CD44 in the TME is required for glioma cell migration. (A, B) Mouse and human established glioma cell lines were assessed for their ability to invade in the absence of CD44 from the TME. Ex-vivo cultured brain slices were prepared from WT and CD44^-/- mice. GL261, SMA560, tNSC3 mouse glioma cells and LN319, U87MG, LN229 human glioma cells were seeded in an 1% low melting agar-coated 96-well plate and allowed to form spheroids, which were then implanted into the brain slices. (A) Representative images of DiD (lipophilic carbocyanine dye) labeled glioma spheroids 48 hours after implantation, scale bar 100μm. (B) The number of invading spheroids was counted for each cell line and presented as percentage of total counted spheroids.
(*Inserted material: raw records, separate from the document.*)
use crate::lens::geometry::{ScreenMetrics, ScreenPoint, ScreenRect};
use crate::lens::region::EllipseRegion;
use anyhow::Result;
use std::time::Duration;

/// The external capability that captures a screen region and scales it into
/// the display surface.
pub trait Magnification {
    fn initialize(&mut self) -> Result<()>;
    fn set_zoom_transform(&mut self, factor: f32) -> Result<()>;
    fn set_source_region(&mut self, rect: ScreenRect) -> Result<()>;
    fn teardown(&mut self);
}

/// Host window plus its child display surface.
pub trait HostWindow {
    fn screen_metrics(&self) -> ScreenMetrics;
    fn create(&mut self, bounds: ScreenRect) -> Result<()>;
    fn destroy(&mut self);
    fn show(&mut self);
    fn set_bounds(&mut self, bounds: ScreenRect) -> Result<()>;
    fn move_to(&mut self, position: ScreenPoint) -> Result<()>;
    fn set_clip(&mut self, clip: EllipseRegion) -> Result<()>;
    fn set_display_bounds(&mut self, bounds: ScreenRect) -> Result<()>;
    fn set_display_clip(&mut self, clip: Option<EllipseRegion>) -> Result<()>;
    fn assert_topmost(&mut self) -> Result<()>;
    fn request_repaint(&mut self);
    fn set_cursor_visible(&mut self, visible: bool) -> Result<()>;
    fn set_click_through(&mut self, enabled: bool) -> Result<()>;
    fn begin_drag(&mut self);
    fn set_minimized(&mut self, minimized: bool);
}

/// Periodic refresh source. Deliveries must be serialized with input events.
pub trait TickScheduler {
    fn start(&mut self, period: Duration) -> Result<()>;
    fn stop(&mut self);
}

/// Row-major 3x3 homogeneous scale matrix for a uniform zoom.
pub fn zoom_matrix(factor: f32) -> [f32; 9] {
    [factor, 0.0, 0.0, 0.0, factor, 0.0, 0.0, 0.0, 1.0]
}

/// Region to hand the capability when the display surface sits `inset`
/// pixels inside the host. The surface shows `rect` from its own origin, so
/// the origin moves by `inset / zoom` to keep the visible area centred on
/// the host. The size is unchanged.
pub fn inset_source_region(rect: ScreenRect, inset: i32, zoom: f32) -> ScreenRect {
    let shift = (inset as f32 / zoom) as i32;
    ScreenRect::new(rect.x + shift, rect.y + shift, rect.width, rect.height)
}

pub trait Backend: Magnification + HostWindow + TickScheduler {}

impl<T: Magnification + HostWindow + TickScheduler> Backend for T {}
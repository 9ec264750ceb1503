use once_cell::sync::Lazy;
use std::path::PathBuf;
use std::sync::Mutex;
use tracing_appender::non_blocking::WorkerGuard;
use tracing_subscriber::EnvFilter;

static FILE_GUARD: Lazy<Mutex<Option<WorkerGuard>>> = Lazy::new(|| Mutex::new(None));

/// Level filter for the subscriber. The environment is never consulted.
pub fn level_filter(debug: bool) -> EnvFilter {
    EnvFilter::new(if debug { "debug" } else { "info" })
}

/// Initialise logging at `debug` or, by default, `info`. When `log_file` is
/// given, output is appended to that file instead of stderr.
pub fn init(debug: bool, log_file: Option<PathBuf>) {
    let filter = level_filter(debug);

    let file_writer = log_file.and_then(|path| {
        let dir = path.parent().map(PathBuf::from).unwrap_or_default();
        let name = path.file_name()?.to_owned();
        Some(tracing_appender::non_blocking(
            tracing_appender::rolling::never(dir, name),
        ))
    });

    match file_writer {
        Some((writer, guard)) => {
            let installed = tracing_subscriber::fmt()
                .with_env_filter(filter)
                .with_ansi(false)
                .with_writer(writer)
                .try_init()
                .is_ok();
            if installed {
                if let Ok(mut slot) = FILE_GUARD.lock() {
                    *slot = Some(guard);
                }
            }
        }
        None => {
            let _ = tracing_subscriber::fmt().with_env_filter(filter).try_init();
        }
    }
}

/// Flushes buffered file output. Call before `std::process::exit`, which
/// skips destructors.
pub fn flush() {
    if let Ok(mut slot) = FILE_GUARD.lock() {
        slot.take();
    }
}
#[cfg(windows)]
pub use platform::{run, Win32Backend};

#[cfg(not(windows))]
pub fn run(_settings: &crate::settings::Settings) -> anyhow::Result<i32> {
    Err(anyhow::anyhow!(
        "the magnifier overlay needs the Windows magnification API"
    ))
}
#![cfg_attr(all(windows, not(debug_assertions)), windows_subsystem = "windows")]

use magnifier::lens::platform;
use magnifier::logging;
use magnifier::settings::Settings;

fn main() {
    let mut settings = Settings::default();
    settings.sanitize();
    logging::init(settings.debug_logging, settings.log_file.clone());

    let code = match platform::run(&settings) {
        Ok(code) => code,
        Err(err) => {
            tracing::error!(error = ?err, "magnifier failed to start");
            eprintln!("magnifier: {err:#}");
            1
        }
    };
    logging::flush();
    std::process::exit(code);
}
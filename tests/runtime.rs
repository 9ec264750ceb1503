use magnifier::lens::geometry::{ScreenPoint, ScreenRect};
use magnifier::lens::input::{KeyCode, KeyEvent, MouseEvent};
use magnifier::lens::messages::MagnifierEvent;
use magnifier::lens::runtime::MagnifierRuntime;
use magnifier::lens::state::Lifecycle;
use magnifier::settings::Settings;
use std::ops::ControlFlow;
use std::time::Duration;

use mock_backend::{Call, RecordingBackend};

fn runtime_with(backend: RecordingBackend) -> MagnifierRuntime<RecordingBackend> {
    MagnifierRuntime::new(backend, &Settings::default())
}

fn started() -> MagnifierRuntime<RecordingBackend> {
    let mut runtime = runtime_with(RecordingBackend::new());
    runtime.start().unwrap();
    runtime
}

fn key(runtime: &mut MagnifierRuntime<RecordingBackend>, event: KeyEvent) -> ControlFlow<i32> {
    runtime.handle_event(MagnifierEvent::Key(event))
}

#[test]
fn startup_order_is_capability_window_layout_show_tick() {
    let runtime = started();
    let calls = &runtime.backend().calls;

    assert_eq!(calls[0], Call::Initialize);
    assert_eq!(calls[1], Call::Create(ScreenRect::new(0, 0, 270, 270)));
    assert_eq!(calls[2], Call::ZoomTransform(2.0));
    assert_eq!(
        calls[calls.len() - 2..],
        [Call::Show, Call::StartTick(Duration::from_millis(16))]
    );
    assert!(calls.contains(&Call::SourceRegion(ScreenRect::new(68, 68, 135, 135))));
    assert_eq!(runtime.lifecycle(), Lifecycle::Running);
}

#[test]
fn failed_initialize_creates_no_window() {
    let mut backend = RecordingBackend::new();
    backend.fail_init = true;
    let mut runtime = runtime_with(backend);

    let err = runtime.start().unwrap_err();
    assert!(format!("{err:#}").contains("magnification capability"));
    assert_eq!(runtime.backend().calls, vec![Call::Initialize]);
    assert_eq!(runtime.lifecycle(), Lifecycle::Stopped);
}

#[test]
fn failed_window_creation_releases_capability() {
    let mut backend = RecordingBackend::new();
    backend.fail_create = true;
    let mut runtime = runtime_with(backend);

    assert!(runtime.start().is_err());
    let calls = &runtime.backend().calls;
    assert_eq!(calls.last(), Some(&Call::Teardown));
    assert!(!calls.contains(&Call::Destroy));
    assert!(!calls.iter().any(|c| matches!(c, Call::StartTick(_))));
}

#[test]
fn rejected_initial_transform_is_fatal() {
    let mut backend = RecordingBackend::new();
    backend.fail_zoom = true;
    let mut runtime = runtime_with(backend);

    assert!(runtime.start().is_err());
    let calls = &runtime.backend().calls;
    assert!(!calls.iter().any(|c| matches!(c, Call::StartTick(_))));
    assert!(calls.ends_with(&[Call::Destroy, Call::Teardown]));
}

#[test]
fn failed_tick_unwinds_window_and_capability() {
    let mut backend = RecordingBackend::new();
    backend.fail_tick = true;
    let mut runtime = runtime_with(backend);

    assert!(runtime.start().is_err());
    let calls = &runtime.backend().calls;
    assert!(calls.ends_with(&[Call::Destroy, Call::Teardown]));
    assert!(!calls.contains(&Call::StopTick));
}

#[test]
fn tick_stops_before_capability_teardown() {
    let mut runtime = started();
    runtime.shutdown();

    let backend = runtime.backend();
    let stop = backend.position_of(&Call::StopTick).unwrap();
    let destroy = backend.position_of(&Call::Destroy).unwrap();
    let teardown = backend.position_of(&Call::Teardown).unwrap();
    assert!(stop < destroy && destroy < teardown);
    assert_eq!(runtime.lifecycle(), Lifecycle::Stopped);
}

#[test]
fn shutdown_twice_releases_once() {
    let mut runtime = started();
    runtime.shutdown();
    runtime.shutdown();

    let backend = runtime.backend();
    assert_eq!(backend.count(|c| *c == Call::StopTick), 1);
    assert_eq!(backend.count(|c| *c == Call::Teardown), 1);
}

#[test]
fn shutdown_before_start_touches_nothing() {
    let mut runtime = runtime_with(RecordingBackend::new());
    runtime.shutdown();
    assert!(runtime.backend().calls.is_empty());
    assert_eq!(runtime.lifecycle(), Lifecycle::Stopped);
}

#[test]
fn events_outside_running_are_dropped() {
    let mut runtime = runtime_with(RecordingBackend::new());
    assert_eq!(
        key(&mut runtime, KeyEvent::plain(KeyCode::Plus)),
        ControlFlow::Continue(())
    );
    assert_eq!(runtime.state().diameter(), 270);
    assert!(runtime.backend().calls.is_empty());

    runtime.start().unwrap();
    runtime.shutdown();
    let recorded = runtime.backend().calls.len();
    assert_eq!(runtime.tick(Some(ScreenPoint::new(5, 5))), ControlFlow::Continue(()));
    assert_eq!(
        key(&mut runtime, KeyEvent::plain(KeyCode::Escape)),
        ControlFlow::Continue(())
    );
    assert_eq!(runtime.backend().calls.len(), recorded);
}

#[test]
fn escape_and_right_double_click_break_with_zero() {
    let mut runtime = started();
    assert_eq!(
        key(&mut runtime, KeyEvent::plain(KeyCode::Escape)),
        ControlFlow::Break(0)
    );
    assert_eq!(runtime.exit_code(), 0);

    let mut runtime = started();
    assert_eq!(
        runtime.handle_event(MagnifierEvent::Mouse(MouseEvent::RightDoubleClick)),
        ControlFlow::Break(0)
    );
}

#[test]
fn follow_tick_centres_lens_on_cursor() {
    let mut runtime = runtime_with(RecordingBackend::with_screen(1600, 1200));
    runtime.start().unwrap();
    assert_eq!(runtime.state().diameter(), 300);

    key(&mut runtime, KeyEvent::plain(KeyCode::F));
    assert_eq!(runtime.backend().calls.last(), Some(&Call::ClickThrough(true)));

    let before = runtime.backend().calls.len();
    runtime.tick(Some(ScreenPoint::new(800, 600)));
    assert_eq!(
        runtime.backend().calls[before..],
        [
            Call::MoveTo(ScreenPoint::new(650, 450)),
            Call::SourceRegion(ScreenRect::new(725, 525, 150, 150)),
            Call::AssertTopmost,
        ]
    );

    assert_eq!(runtime.backend().window_at, ScreenPoint::new(650, 450));
}

#[test]
fn dropped_follow_move_is_retried_next_tick() {
    let mut backend = RecordingBackend::with_screen(1600, 1200);
    backend.failing_moves = 1;
    let mut runtime = runtime_with(backend);
    runtime.start().unwrap();
    key(&mut runtime, KeyEvent::plain(KeyCode::F));

    runtime.tick(Some(ScreenPoint::new(800, 600)));
    assert_eq!(runtime.backend().window_at, ScreenPoint::new(0, 0));

    for _ in 0..4 {
        runtime.tick(Some(ScreenPoint::new(800, 600)));
    }
    let backend = runtime.backend();
    assert_eq!(backend.window_at, ScreenPoint::new(650, 450));
    assert_eq!(backend.count(|c| matches!(c, Call::MoveTo(_))), 5);
    assert_eq!(
        backend.last_source(),
        Some(ScreenRect::new(725, 525, 150, 150))
    );
    assert_eq!(runtime.lifecycle(), Lifecycle::Running);
}

#[test]
fn tick_without_follow_only_refreshes_source() {
    let mut runtime = started();
    let before = runtime.backend().calls.len();
    runtime.tick(Some(ScreenPoint::new(1000, 1000)));
    assert_eq!(
        runtime.backend().calls[before..],
        [
            Call::SourceRegion(ScreenRect::new(68, 68, 135, 135)),
            Call::AssertTopmost,
        ]
    );
}

#[test]
fn source_failures_do_not_stop_the_lens() {
    let mut backend = RecordingBackend::new();
    backend.fail_source = true;
    let mut runtime = runtime_with(backend);
    runtime.start().unwrap();

    assert_eq!(runtime.tick(None), ControlFlow::Continue(()));
    assert_eq!(
        key(&mut runtime, KeyEvent::shifted(KeyCode::Plus)),
        ControlFlow::Continue(())
    );
    assert_eq!(runtime.state().zoom(), 3.0);
    assert_eq!(runtime.lifecycle(), Lifecycle::Running);
}

#[test]
fn hotkey_minimizes_and_restores() {
    let mut runtime = started();
    runtime.handle_event(MagnifierEvent::Hotkey);
    assert_eq!(runtime.backend().calls.last(), Some(&Call::Minimized(true)));
    runtime.handle_event(MagnifierEvent::Hotkey);
    assert_eq!(runtime.backend().calls.last(), Some(&Call::Minimized(false)));
}

#[test]
fn shrinking_below_minimum_keeps_layout_consistent() {
    let mut runtime = started();
    key(&mut runtime, KeyEvent::plain(KeyCode::Minus));
    assert_eq!(runtime.state().diameter(), 270);
    assert_eq!(
        runtime.backend().calls.last(),
        Some(&Call::RequestRepaint)
    );
    assert_eq!(
        runtime.backend().last_source(),
        Some(ScreenRect::new(68, 68, 135, 135))
    );
}
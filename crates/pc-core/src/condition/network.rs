//! IP network conditions

use std::net::IpAddr;

use ipnet::IpNet;

use crate::error::{ConditionError, Result};
use crate::expr::{BinaryOp, Node, UnaryOp};
use crate::ip::{is_in_subnet, normalize_ip, parse_addr, parse_ip, subnet_mask};
use crate::types::ConditionKind;

/// Parsed network of an IP condition.
#[derive(Debug, Clone, PartialEq, Eq)]
pub struct IpAnalysis {
    /// Network including the original host bits
    pub network: IpNet,
    /// Canonical text of the address
    pub normalized: String,
    /// Canonical text of the subnet mask
    pub mask: String,
}

impl IpAnalysis {
    /// Analyze an `ip` field (optionally bracketed) with its prefix length.
    pub fn analyze(ip: &str, prefix_length: u8) -> Result<Self> {
        let ip = ip
            .strip_prefix('[')
            .and_then(|ip| ip.strip_suffix(']'))
            .unwrap_or(ip);
        let invalid = || ConditionError::InvalidIp(format!("{}/{}", ip, prefix_length));
        let addr: IpAddr = ip.parse().map_err(|_| invalid())?;
        let network = IpNet::new(addr, prefix_length).map_err(|_| invalid())?;
        Ok(Self::from_network(network))
    }

    pub(crate) fn from_network(network: IpNet) -> Self {
        Self {
            normalized: normalize_ip(&network.addr()),
            mask: normalize_ip(&subnet_mask(&network)),
            network,
        }
    }

    pub fn is_v4(&self) -> bool {
        matches!(self.network, IpNet::V4(_))
    }

    /// The host must be an address literal of the same family inside the
    /// network.
    pub fn matches(&self, host: &str) -> bool {
        parse_addr(host).is_some_and(|addr| is_in_subnet(&addr, &self.network))
    }

    pub fn compile(&self) -> Node {
        let host = || Node::ident("host");
        let looks_like_ip = if self.is_v4() {
            host()
                .index(host().member("length").binary(BinaryOp::Sub, Node::number(1)))
                .binary(BinaryOp::Ge, Node::number(0))
        } else {
            host()
                .method("indexOf", vec![Node::string(":")])
                .binary(BinaryOp::Ge, Node::number(0))
        };

        if self.network.prefix_len() == 0 {
            return looks_like_ip;
        }

        let is_in_net = Node::ident("isInNet").call(vec![
            host(),
            Node::string(self.normalized.as_str()),
            Node::string(self.mask.as_str()),
        ]);
        if self.is_v4() {
            return looks_like_ip.and(is_in_net);
        }

        // isInNetEx is the IPv6-aware extension; older runtimes only have isInNet.
        let is_in_net_ex = Node::ident("isInNetEx").call(vec![
            host(),
            Node::string(format!("{}/{}", self.normalized, self.network.prefix_len())),
        ]);
        let has_ex = Node::unary(UnaryOp::Typeof, Node::ident("isInNetEx"))
            .strict_eq(Node::string("function"));
        looks_like_ip.and(Node::conditional(has_ex, is_in_net_ex, is_in_net))
    }
}

/// `ip/prefix` text form.
pub fn ip_string_form(ip: &str, prefix_length: u8) -> String {
    format!("{}/{}", ip, prefix_length)
}

/// Parse the text form of an IP condition.
///
/// Text that is not an address falls back to `0.0.0.0/0`, which matches
/// every IPv4 host.
pub fn ip_kind_from_text(text: &str) -> ConditionKind {
    match parse_ip(text) {
        Some(net) => ConditionKind::Ip {
            ip: normalize_ip(&net.addr()),
            prefix_length: net.prefix_len(),
        },
        None => {
            log::warn!("Invalid IP condition {:?}, using 0.0.0.0/0", text);
            ConditionKind::Ip {
                ip: "0.0.0.0".to_string(),
                prefix_length: 0,
            }
        }
    }
}
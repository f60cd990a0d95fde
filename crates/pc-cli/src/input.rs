//! Condition loading for CLI commands

use std::fs;
use std::path::Path;

use clap::Args;

use pc_compiler::{parse_condition_json, parse_condition_list};
use pc_core::Condition;

/// Where a command reads its conditions from.
#[derive(Args, Debug, Default)]
pub struct ConditionSource {
    /// Inline condition in compact text form (repeatable)
    #[arg(short, long = "condition")]
    pub conditions: Vec<String>,

    /// Condition list file, or a JSON document when it ends in `.json`
    #[arg(short, long = "file")]
    pub files: Vec<String>,
}

impl ConditionSource {
    /// Load files first, then inline conditions, keeping their order.
    pub fn load(&self) -> Result<Vec<Condition>, String> {
        if self.conditions.is_empty() && self.files.is_empty() {
            return Err("No conditions given (use --condition or --file)".to_string());
        }

        let mut all = Vec::new();
        for path in &self.files {
            let loaded = load_file(path)?;
            log::info!("loaded {} conditions from '{}'", loaded.len(), path);
            all.extend(loaded);
        }
        for text in &self.conditions {
            let condition = Condition::parse(text)
                .ok_or_else(|| format!("Unparsable condition '{}'", text))?;
            all.push(condition);
        }
        Ok(all)
    }
}

fn load_file(path: &str) -> Result<Vec<Condition>, String> {
    let content =
        fs::read_to_string(path).map_err(|e| format!("Failed to read '{}': {}", path, e))?;

    let is_json = Path::new(path)
        .extension()
        .is_some_and(|ext| ext.eq_ignore_ascii_case("json"));
    let parsed = if is_json {
        parse_condition_json(&content)
    } else {
        parse_condition_list(&content)
    };
    parsed.map_err(|e| format!("Invalid conditions in '{}': {}", path, e))
}
//! Error type for condition handling.

/// Error type for condition analysis and construction.
#[derive(Debug, Clone, PartialEq, Eq, thiserror::Error)]
pub enum ConditionError {
    #[error("Unknown condition type: {0}")]
    UnknownType(String),
    #[error("Invalid IP address {0}")]
    InvalidIp(String),
    #[error("Invalid URL: {0}")]
    InvalidUrl(String),
    #[error("Unparsable condition: {0}")]
    Unparsable(String),
}

pub type Result<T> = std::result::Result<T, ConditionError>;

/// Error translating a script regex literal. Offsets count characters.
#[derive(Debug, Clone, PartialEq, Eq, thiserror::Error)]
pub enum ScriptRegexError {
    #[error("unsupported group syntax at {0}")]
    UnsupportedGroup(usize),
    #[error("invalid group name at {0}")]
    InvalidGroupName(usize),
    #[error("unbalanced parenthesis")]
    UnbalancedGroup,
    #[error("unterminated character class")]
    UnterminatedClass,
    #[error("character class range out of order at {0}")]
    RangeOutOfOrder(usize),
    #[error("nothing to repeat at {0}")]
    NothingToRepeat(usize),
    #[error("invalid escape at {0}")]
    InvalidEscape(usize),
    #[error("pattern ends with a backslash")]
    TrailingBackslash,
    #[error("{0}")]
    Engine(String),
}
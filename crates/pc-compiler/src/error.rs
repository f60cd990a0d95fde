//! Error types for condition lists and expression evaluation.

/// Error loading a condition list.
#[derive(Debug, thiserror::Error)]
pub enum ListError {
    #[error("line {line}: unparsable condition {text:?}")]
    Parse { line: usize, text: String },
    #[error("invalid condition document: {0}")]
    Json(#[from] serde_json::Error),
}

/// Error evaluating an expression tree.
#[derive(Debug, Clone, PartialEq, Eq, thiserror::Error)]
pub enum EvalError {
    #[error("{0} is not defined")]
    Unbound(String),
    #[error("{0} is not a function")]
    NotCallable(String),
    #[error("cannot read property {property} of {target}")]
    BadProperty { target: String, property: String },
    #[error("invalid regular expression /{0}/")]
    InvalidRegex(String),
}
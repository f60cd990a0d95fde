//! Condition dispatch
//!
//! A [`Condition`] pairs its fields ([`ConditionKind`]) with a private
//! analysis cache. Every operation first asks the cache for an up-to-date
//! [`Analysis`], then dispatches on it:
//!
//! ```text
//! Condition::matches ──► analyze() ──► tag == cached tag? ──► Analysis::matches
//! Condition::compile ──►     │                 │ no        └─► Analysis::compile (memoized)
//!                            │                 └──► recompute + swap record
//! ```
//!
//! Editing `kind` in place changes the tag, so the next call re-analyzes.

pub mod bypass;
pub mod cache;
pub mod network;
pub mod pattern;
pub mod range;
mod text;

use std::fmt;
use std::sync::Arc;

use chrono::{Datelike, Local, NaiveDateTime, Timelike};
use serde::{Deserialize, Serialize};

use crate::error::Result;
use crate::expr::Node;
use crate::types::{ConditionKind, ConditionType, Request};

use self::bypass::BypassAnalysis;
use self::cache::{AnalysisCache, CacheRecord};
use self::network::IpAnalysis;
use self::pattern::{compile_keyword, compile_regex_test, keyword_matches, SafeRegex};
use self::range::{
    compile_host_levels, compile_time, host_levels_match, hour_in_range, WeekdayAnalysis,
};

pub use self::text::type_from_abbr;

// =============================================================================
// Analysis
// =============================================================================

/// Derived, ready-to-run form of a condition.
#[derive(Debug, Clone)]
pub enum Analysis {
    /// True / False
    Constant(bool),
    /// Regex tested against the URL
    Url(SafeRegex),
    /// Regex tested against the host
    Host(SafeRegex),
    Bypass(Box<BypassAnalysis>),
    Keyword(String),
    Ip(IpAnalysis),
    HostLevels { min: u32, max: u32 },
    Weekday(WeekdayAnalysis),
    Time { start: u8, end: u8 },
}

impl Analysis {
    /// Analyze condition fields. Fails only for IP conditions whose address
    /// does not parse.
    pub fn of(kind: &ConditionKind) -> Result<Self> {
        Ok(match kind {
            ConditionKind::True => Self::Constant(true),
            ConditionKind::False { .. } => Self::Constant(false),
            ConditionKind::UrlRegex { pattern } => Self::Url(pattern::analyze_regex(pattern)),
            ConditionKind::UrlWildcard { pattern } => {
                Self::Url(pattern::analyze_url_wildcard(pattern))
            }
            ConditionKind::HostRegex { pattern } => Self::Host(pattern::analyze_regex(pattern)),
            ConditionKind::HostWildcard { pattern } => {
                Self::Host(pattern::analyze_host_wildcard(pattern))
            }
            ConditionKind::Bypass { pattern } => {
                Self::Bypass(Box::new(BypassAnalysis::analyze(pattern)))
            }
            ConditionKind::Keyword { pattern } => Self::Keyword(pattern.clone()),
            ConditionKind::Ip { ip, prefix_length } => {
                Self::Ip(IpAnalysis::analyze(ip, *prefix_length)?)
            }
            ConditionKind::HostLevels {
                min_value,
                max_value,
            } => Self::HostLevels {
                min: *min_value,
                max: *max_value,
            },
            ConditionKind::Weekday {
                days,
                start_day,
                end_day,
            } => Self::Weekday(WeekdayAnalysis::new(days.as_deref(), *start_day, *end_day)),
            ConditionKind::Time {
                start_hour,
                end_hour,
            } => Self::Time {
                start: *start_hour,
                end: *end_hour,
            },
        })
    }

    /// Evaluate against a request at local time `now`.
    pub fn matches(&self, request: &Request, now: NaiveDateTime) -> bool {
        match self {
            Self::Constant(value) => *value,
            Self::Url(regex) => regex.is_match(&request.url),
            Self::Host(regex) => regex.is_match(&request.host),
            Self::Bypass(bypass) => bypass.matches(request),
            Self::Keyword(pattern) => keyword_matches(pattern, request),
            Self::Ip(ip) => ip.matches(&request.host),
            Self::HostLevels { min, max } => host_levels_match(&request.host, *min, *max),
            Self::Weekday(weekday) => weekday.matches(now.weekday().num_days_from_sunday()),
            Self::Time { start, end } => hour_in_range(now.hour(), *start, *end),
        }
    }

    /// Expression over `url`, `host` and `scheme` equivalent to [`matches`].
    ///
    /// [`matches`]: Analysis::matches
    pub fn compile(&self) -> Node {
        match self {
            Self::Constant(value) => Node::Bool(*value),
            Self::Url(regex) => compile_regex_test("url", regex),
            Self::Host(regex) => compile_regex_test("host", regex),
            Self::Bypass(bypass) => bypass.compile(),
            Self::Keyword(pattern) => compile_keyword(pattern),
            Self::Ip(ip) => ip.compile(),
            Self::HostLevels { min, max } => compile_host_levels(*min, *max),
            Self::Weekday(weekday) => weekday.compile(),
            Self::Time { start, end } => compile_time(*start, *end),
        }
    }
}

// =============================================================================
// Condition
// =============================================================================

/// A proxy condition with its analysis cache.
///
/// Serializes exactly like its [`ConditionKind`]; the cache is never
/// serialized, cloned or compared.
#[derive(Debug, Serialize, Deserialize)]
#[serde(from = "ConditionKind", into = "ConditionKind")]
pub struct Condition {
    pub kind: ConditionKind,
    cache: AnalysisCache,
}

impl Condition {
    pub fn new(kind: ConditionKind) -> Self {
        Self {
            kind,
            cache: AnalysisCache::default(),
        }
    }

    #[inline]
    pub fn condition_type(&self) -> ConditionType {
        self.kind.condition_type()
    }

    /// Fingerprint of the fields the analysis depends on.
    pub fn tag(&self) -> String {
        match &self.kind {
            // The bypass string form needs a full analysis; the raw pattern
            // determines it anyway.
            ConditionKind::Bypass { pattern } => {
                format!("{}${}", ConditionType::Bypass.name(), pattern)
            }
            _ => format!("{}${}", self.condition_type().name(), self),
        }
    }

    /// Current analysis, recomputed when the fields changed since the last
    /// call.
    pub fn analyze(&self) -> Result<Arc<CacheRecord>> {
        self.cache.get_or_refresh(self.tag(), || Analysis::of(&self.kind))
    }

    /// Match against a request using the local clock.
    pub fn matches(&self, request: &Request) -> Result<bool> {
        self.matches_at(request, Local::now().naive_local())
    }

    /// Match against a request at a given local time.
    pub fn matches_at(&self, request: &Request, now: NaiveDateTime) -> Result<bool> {
        Ok(self.analyze()?.analysis().matches(request, now))
    }

    /// Compile to an expression tree over `url`, `host` and `scheme`.
    pub fn compile(&self) -> Result<Node> {
        let record = self.analyze()?;
        if let Some(node) = record.compiled() {
            return Ok(node.clone());
        }
        let node = record.analysis().compile();
        Ok(record.compiled_or_init(node).clone())
    }
}

impl From<ConditionKind> for Condition {
    fn from(kind: ConditionKind) -> Self {
        Self::new(kind)
    }
}

impl From<Condition> for ConditionKind {
    fn from(condition: Condition) -> Self {
        condition.kind
    }
}

impl Clone for Condition {
    fn clone(&self) -> Self {
        Self::new(self.kind.clone())
    }
}

impl PartialEq for Condition {
    fn eq(&self, other: &Self) -> bool {
        self.kind == other.kind
    }
}

impl Eq for Condition {}

impl fmt::Display for Condition {
    fn fmt(&self, f: &mut fmt::Formatter<'_>) -> fmt::Result {
        f.write_str(&self.to_string_with(Some(-1)))
    }
}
Bar charts represent the percentage of invading spheroids from at least 3 experiments. An average of 10-20 spheroids were evaluated per experiment. Two-way ANOVA with Sidak’s multiple comparisons test, ****p < 0.0001. (C, D) Spheroids of mouse (DKO11804) of human (NMA59) primary glioma cells were implanted into organotypic brain slices from WT and CD44^-/- mice. (C) Representative images of DiD labeled glioma spheroids 48 hours after implantation, scale bar 100μm. (D) Quantification of the number of invading spheroids (n≥3 experiments, 10-20 spheroids per experiment). Bar charts represent the relative percentage of invading spheroids for each cell line and mouse genotype. Two-way ANOVA with Sidak’s multiple comparisons test, **p < 0.01; ****p < 0.0001.